Repeated exposure to IGF-I yields similar population responses, but reveals heterogeneous effects on individual cells. (A) Time course of relative nuclear intensity of the FoxO1–clover reporter in 10T1/2 cells incubated with SFM (upper darker blue tracing), with R3-IGF-I [50 pM] (lower mid-blue tracing), sequentially with two exposures to R3-IGF-I interspersed with SFM (green tracing), with R3-IGF-I followed by SFM (red tracing), or with SFM followed by R3-IGF-I (orange tracing). Times of R3-IGF-I addition and washout (W/O) are indicated at the top. Population means are presented (n=50 cells per incubation). (B) Time course results for each of 25 individual cells incubated sequentially with R3-IGF-I interspersed with SFM as indicated. (C) Time course results for each of 25 individual cells incubated with R3-IGF-I. For A–C, cells were imaged every 2 min during each treatment period and every 5 min during the washout interval. The nuclear intensity of the reporter in each cell was normalized to its value at the start of imaging during incubation in SFM.

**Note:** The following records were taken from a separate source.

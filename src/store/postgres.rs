use async_trait::async_trait;
use chrono::{DateTime, NaiveDate, Utc};
use sqlx::postgres::PgPoolOptions;
use sqlx::{FromRow, PgPool};
use uuid::Uuid;

use super::Store;
use crate::error::{Error, Result};
use crate::models::candidate::Candidate;
use crate::models::email_template::EmailTemplate;
use crate::models::interview::Interview;
use crate::models::job::Job;
use crate::models::user::User;

pub async fn create_pool(database_url: &str) -> Result<PgPool> {
    let pool = PgPoolOptions::new()
        .max_connections(50)
        .acquire_timeout(std::time::Duration::from_secs(30))
        .connect(database_url)
        .await?;
    Ok(pool)
}

/// Postgres-backed store. Enum-valued columns are plain TEXT; rows go
/// through the row structs below and the enums' `FromStr` on the way out,
/// so a hand-edited row with an unknown status surfaces as an internal
/// error instead of a panic.
pub struct PgStore {
    pool: PgPool,
}

impl PgStore {
    pub fn new(pool: PgPool) -> Self {
        Self { pool }
    }
}

#[derive(FromRow)]
struct JobRow {
    id: Uuid,
    title: String,
    department: String,
    description: String,
    requirements: String,
    location: String,
    job_type: String,
    status: String,
    applicants_count: i32,
    created_at: DateTime<Utc>,
}

impl TryFrom<JobRow> for Job {
    type Error = Error;

    fn try_from(row: JobRow) -> Result<Self> {
        Ok(Job {
            id: row.id,
            title: row.title,
            department: row.department,
            description: row.description,
            requirements: row.requirements,
            location: row.location,
            job_type: row.job_type.parse().map_err(Error::Internal)?,
            status: row.status.parse().map_err(Error::Internal)?,
            applicants_count: row.applicants_count,
            created_at: row.created_at,
        })
    }
}

#[derive(FromRow)]
struct CandidateRow {
    id: Uuid,
    job_id: Uuid,
    name: String,
    email: String,
    phone: Option<String>,
    resume_score: Option<i32>,
    rationale: Option<String>,
    recommendation: Option<String>,
    status: String,
    applied_date: NaiveDate,
    last_updated: NaiveDate,
}

impl TryFrom<CandidateRow> for Candidate {
    type Error = Error;

    fn try_from(row: CandidateRow) -> Result<Self> {
        Ok(Candidate {
            id: row.id,
            job_id: row.job_id,
            name: row.name,
            email: row.email,
            phone: row.phone,
            resume_score: row.resume_score,
            rationale: row.rationale,
            recommendation: row
                .recommendation
                .map(|r| r.parse().map_err(Error::Internal))
                .transpose()?,
            status: row.status.parse().map_err(Error::Internal)?,
            applied_date: row.applied_date,
            last_updated: row.last_updated,
        })
    }
}

#[derive(FromRow)]
struct InterviewRow {
    id: Uuid,
    candidate_id: Uuid,
    job_id: Uuid,
    interview_type: String,
    scheduled_date: NaiveDate,
    scheduled_time: String,
    message: Option<String>,
    channels: String,
    status: String,
    created_at: DateTime<Utc>,
}

impl TryFrom<InterviewRow> for Interview {
    type Error = Error;

    fn try_from(row: InterviewRow) -> Result<Self> {
        Ok(Interview {
            id: row.id,
            candidate_id: row.candidate_id,
            job_id: row.job_id,
            interview_type: row.interview_type.parse().map_err(Error::Internal)?,
            scheduled_date: row.scheduled_date,
            scheduled_time: row.scheduled_time,
            message: row.message,
            channels: row
                .channels
                .split(',')
                .filter(|c| !c.is_empty())
                .map(str::to_string)
                .collect(),
            status: row.status.parse().map_err(Error::Internal)?,
            created_at: row.created_at,
        })
    }
}

#[derive(FromRow)]
struct TemplateRow {
    id: Uuid,
    name: String,
    subject: String,
    body: String,
    template_type: String,
}

impl From<TemplateRow> for EmailTemplate {
    fn from(row: TemplateRow) -> Self {
        EmailTemplate {
            id: row.id,
            name: row.name,
            subject: row.subject,
            body: row.body,
            template_type: row.template_type,
        }
    }
}

#[derive(FromRow)]
struct UserRow {
    id: Uuid,
    username: String,
    password: String,
    company_name: Option<String>,
    role: String,
    email: Option<String>,
}

impl From<UserRow> for User {
    fn from(row: UserRow) -> Self {
        User {
            id: row.id,
            username: row.username,
            password: row.password,
            company_name: row.company_name,
            role: row.role,
            email: row.email,
        }
    }
}

const JOB_COLUMNS: &str =
    "id, title, department, description, requirements, location, job_type, status, applicants_count, created_at";
const CANDIDATE_COLUMNS: &str =
    "id, job_id, name, email, phone, resume_score, rationale, recommendation, status, applied_date, last_updated";
const INTERVIEW_COLUMNS: &str =
    "id, candidate_id, job_id, interview_type, scheduled_date, scheduled_time, message, channels, status, created_at";

#[async_trait]
impl Store for PgStore {
    async fn list_jobs(&self) -> Result<Vec<Job>> {
        let rows = sqlx::query_as::<_, JobRow>(&format!(
            "SELECT {} FROM jobs ORDER BY created_at DESC",
            JOB_COLUMNS
        ))
        .fetch_all(&self.pool)
        .await?;
        rows.into_iter().map(Job::try_from).collect()
    }

    async fn get_job(&self, id: Uuid) -> Result<Option<Job>> {
        let row = sqlx::query_as::<_, JobRow>(&format!(
            "SELECT {} FROM jobs WHERE id = $1",
            JOB_COLUMNS
        ))
        .bind(id)
        .fetch_optional(&self.pool)
        .await?;
        row.map(Job::try_from).transpose()
    }

    async fn insert_job(&self, job: Job) -> Result<Job> {
        sqlx::query(
            "INSERT INTO jobs (id, title, department, description, requirements, location, job_type, status, applicants_count, created_at)
             VALUES ($1, $2, $3, $4, $5, $6, $7, $8, $9, $10)",
        )
        .bind(job.id)
        .bind(&job.title)
        .bind(&job.department)
        .bind(&job.description)
        .bind(&job.requirements)
        .bind(&job.location)
        .bind(job.job_type.as_str())
        .bind(job.status.as_str())
        .bind(job.applicants_count)
        .bind(job.created_at)
        .execute(&self.pool)
        .await?;
        Ok(job)
    }

    async fn save_job(&self, job: Job) -> Result<Job> {
        sqlx::query(
            "UPDATE jobs SET title = $2, department = $3, description = $4, requirements = $5,
             location = $6, job_type = $7, status = $8, applicants_count = $9 WHERE id = $1",
        )
        .bind(job.id)
        .bind(&job.title)
        .bind(&job.department)
        .bind(&job.description)
        .bind(&job.requirements)
        .bind(&job.location)
        .bind(job.job_type.as_str())
        .bind(job.status.as_str())
        .bind(job.applicants_count)
        .execute(&self.pool)
        .await?;
        Ok(job)
    }

    async fn delete_job(&self, id: Uuid) -> Result<bool> {
        let res = sqlx::query("DELETE FROM jobs WHERE id = $1")
            .bind(id)
            .execute(&self.pool)
            .await?;
        Ok(res.rows_affected() > 0)
    }

    async fn adjust_job_applicants(&self, id: Uuid, delta: i32) -> Result<()> {
        sqlx::query(
            "UPDATE jobs SET applicants_count = GREATEST(0, applicants_count + $2) WHERE id = $1",
        )
        .bind(id)
        .bind(delta)
        .execute(&self.pool)
        .await?;
        Ok(())
    }

    async fn list_candidates(&self) -> Result<Vec<Candidate>> {
        let rows = sqlx::query_as::<_, CandidateRow>(&format!(
            "SELECT {} FROM candidates ORDER BY applied_date DESC",
            CANDIDATE_COLUMNS
        ))
        .fetch_all(&self.pool)
        .await?;
        rows.into_iter().map(Candidate::try_from).collect()
    }

    async fn candidates_for_job(&self, job_id: Uuid) -> Result<Vec<Candidate>> {
        let rows = sqlx::query_as::<_, CandidateRow>(&format!(
            "SELECT {} FROM candidates WHERE job_id = $1 ORDER BY applied_date DESC",
            CANDIDATE_COLUMNS
        ))
        .bind(job_id)
        .fetch_all(&self.pool)
        .await?;
        rows.into_iter().map(Candidate::try_from).collect()
    }

    async fn get_candidate(&self, id: Uuid) -> Result<Option<Candidate>> {
        let row = sqlx::query_as::<_, CandidateRow>(&format!(
            "SELECT {} FROM candidates WHERE id = $1",
            CANDIDATE_COLUMNS
        ))
        .bind(id)
        .fetch_optional(&self.pool)
        .await?;
        row.map(Candidate::try_from).transpose()
    }

    async fn insert_candidate(&self, candidate: Candidate) -> Result<Candidate> {
        sqlx::query(
            "INSERT INTO candidates (id, job_id, name, email, phone, resume_score, rationale, recommendation, status, applied_date, last_updated)
             VALUES ($1, $2, $3, $4, $5, $6, $7, $8, $9, $10, $11)",
        )
        .bind(candidate.id)
        .bind(candidate.job_id)
        .bind(&candidate.name)
        .bind(&candidate.email)
        .bind(&candidate.phone)
        .bind(candidate.resume_score)
        .bind(&candidate.rationale)
        .bind(candidate.recommendation.map(|r| r.as_str()))
        .bind(candidate.status.as_str())
        .bind(candidate.applied_date)
        .bind(candidate.last_updated)
        .execute(&self.pool)
        .await?;
        Ok(candidate)
    }

    async fn save_candidate(&self, candidate: Candidate) -> Result<Candidate> {
        sqlx::query(
            "UPDATE candidates SET job_id = $2, name = $3, email = $4, phone = $5, resume_score = $6,
             rationale = $7, recommendation = $8, status = $9, applied_date = $10, last_updated = $11
             WHERE id = $1",
        )
        .bind(candidate.id)
        .bind(candidate.job_id)
        .bind(&candidate.name)
        .bind(&candidate.email)
        .bind(&candidate.phone)
        .bind(candidate.resume_score)
        .bind(&candidate.rationale)
        .bind(candidate.recommendation.map(|r| r.as_str()))
        .bind(candidate.status.as_str())
        .bind(candidate.applied_date)
        .bind(candidate.last_updated)
        .execute(&self.pool)
        .await?;
        Ok(candidate)
    }

    async fn delete_candidate(&self, id: Uuid) -> Result<Option<Candidate>> {
        let row = sqlx::query_as::<_, CandidateRow>(&format!(
            "DELETE FROM candidates WHERE id = $1 RETURNING {}",
            CANDIDATE_COLUMNS
        ))
        .bind(id)
        .fetch_optional(&self.pool)
        .await?;
        row.map(Candidate::try_from).transpose()
    }

    async fn list_interviews(&self) -> Result<Vec<Interview>> {
        let rows = sqlx::query_as::<_, InterviewRow>(&format!(
            "SELECT {} FROM interviews ORDER BY created_at DESC",
            INTERVIEW_COLUMNS
        ))
        .fetch_all(&self.pool)
        .await?;
        rows.into_iter().map(Interview::try_from).collect()
    }

    async fn get_interview(&self, id: Uuid) -> Result<Option<Interview>> {
        let row = sqlx::query_as::<_, InterviewRow>(&format!(
            "SELECT {} FROM interviews WHERE id = $1",
            INTERVIEW_COLUMNS
        ))
        .bind(id)
        .fetch_optional(&self.pool)
        .await?;
        row.map(Interview::try_from).transpose()
    }

    async fn insert_interview(&self, interview: Interview) -> Result<Interview> {
        sqlx::query(
            "INSERT INTO interviews (id, candidate_id, job_id, interview_type, scheduled_date, scheduled_time, message, channels, status, created_at)
             VALUES ($1, $2, $3, $4, $5, $6, $7, $8, $9, $10)",
        )
        .bind(interview.id)
        .bind(interview.candidate_id)
        .bind(interview.job_id)
        .bind(interview.interview_type.as_str())
        .bind(interview.scheduled_date)
        .bind(&interview.scheduled_time)
        .bind(&interview.message)
        .bind(interview.channels_display())
        .bind(interview.status.as_str())
        .bind(interview.created_at)
        .execute(&self.pool)
        .await?;
        Ok(interview)
    }

    async fn list_templates(&self) -> Result<Vec<EmailTemplate>> {
        let rows = sqlx::query_as::<_, TemplateRow>(
            "SELECT id, name, subject, body, template_type FROM email_templates ORDER BY name",
        )
        .fetch_all(&self.pool)
        .await?;
        Ok(rows.into_iter().map(EmailTemplate::from).collect())
    }

    async fn get_template(&self, id: Uuid) -> Result<Option<EmailTemplate>> {
        let row = sqlx::query_as::<_, TemplateRow>(
            "SELECT id, name, subject, body, template_type FROM email_templates WHERE id = $1",
        )
        .bind(id)
        .fetch_optional(&self.pool)
        .await?;
        Ok(row.map(EmailTemplate::from))
    }

    async fn insert_template(&self, template: EmailTemplate) -> Result<EmailTemplate> {
        sqlx::query(
            "INSERT INTO email_templates (id, name, subject, body, template_type)
             VALUES ($1, $2, $3, $4, $5)",
        )
        .bind(template.id)
        .bind(&template.name)
        .bind(&template.subject)
        .bind(&template.body)
        .bind(&template.template_type)
        .execute(&self.pool)
        .await?;
        Ok(template)
    }

    async fn save_template(&self, template: EmailTemplate) -> Result<EmailTemplate> {
        sqlx::query(
            "UPDATE email_templates SET name = $2, subject = $3, body = $4, template_type = $5 WHERE id = $1",
        )
        .bind(template.id)
        .bind(&template.name)
        .bind(&template.subject)
        .bind(&template.body)
        .bind(&template.template_type)
        .execute(&self.pool)
        .await?;
        Ok(template)
    }

    async fn delete_template(&self, id: Uuid) -> Result<bool> {
        let res = sqlx::query("DELETE FROM email_templates WHERE id = $1")
            .bind(id)
            .execute(&self.pool)
            .await?;
        Ok(res.rows_affected() > 0)
    }

    async fn list_users(&self) -> Result<Vec<User>> {
        let rows = sqlx::query_as::<_, UserRow>(
            "SELECT id, username, password, company_name, role, email FROM users ORDER BY username",
        )
        .fetch_all(&self.pool)
        .await?;
        Ok(rows.into_iter().map(User::from).collect())
    }

    async fn user_by_username(&self, username: &str) -> Result<Option<User>> {
        let row = sqlx::query_as::<_, UserRow>(
            "SELECT id, username, password, company_name, role, email FROM users WHERE username = $1",
        )
        .bind(username)
        .fetch_optional(&self.pool)
        .await?;
        Ok(row.map(User::from))
    }

    async fn insert_user(&self, user: User) -> Result<User> {
        sqlx::query(
            "INSERT INTO users (id, username, password, company_name, role, email)
             VALUES ($1, $2, $3, $4, $5, $6)",
        )
        .bind(user.id)
        .bind(&user.username)
        .bind(&user.password)
        .bind(&user.company_name)
        .bind(&user.role)
        .bind(&user.email)
        .execute(&self.pool)
        .await?;
        Ok(user)
    }
}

To assess potential signaling heterogeneity, we analyzed the behavior of 25 individual cells during either sequential or sustained treatment with IGF-I. The results revealed variable responses to the initial exposure to IGF-I (Fig. 6B, first incubation with IGF-I), and also to removal of growth factor from the medium. The data also indicated that individual cells responded variably to a second incubation with IGF-I, and to sustained treatment with IGF-I (Fig. 6C). To directly quantify these results, we plotted the relative nuclear localization of the reporter after the first incubation with IGF-I against the value at the end of the second treatment. We observed only a limited correlation for both sequential and sustained treatments (sequential R2=0.25; sustained R2=0.24), although the values were greater than seen if cells were randomly paired (supplementary material Fig. S4). These analyses reveal that individual cell responses to submaximal activation are variable across the population and partly stochastic.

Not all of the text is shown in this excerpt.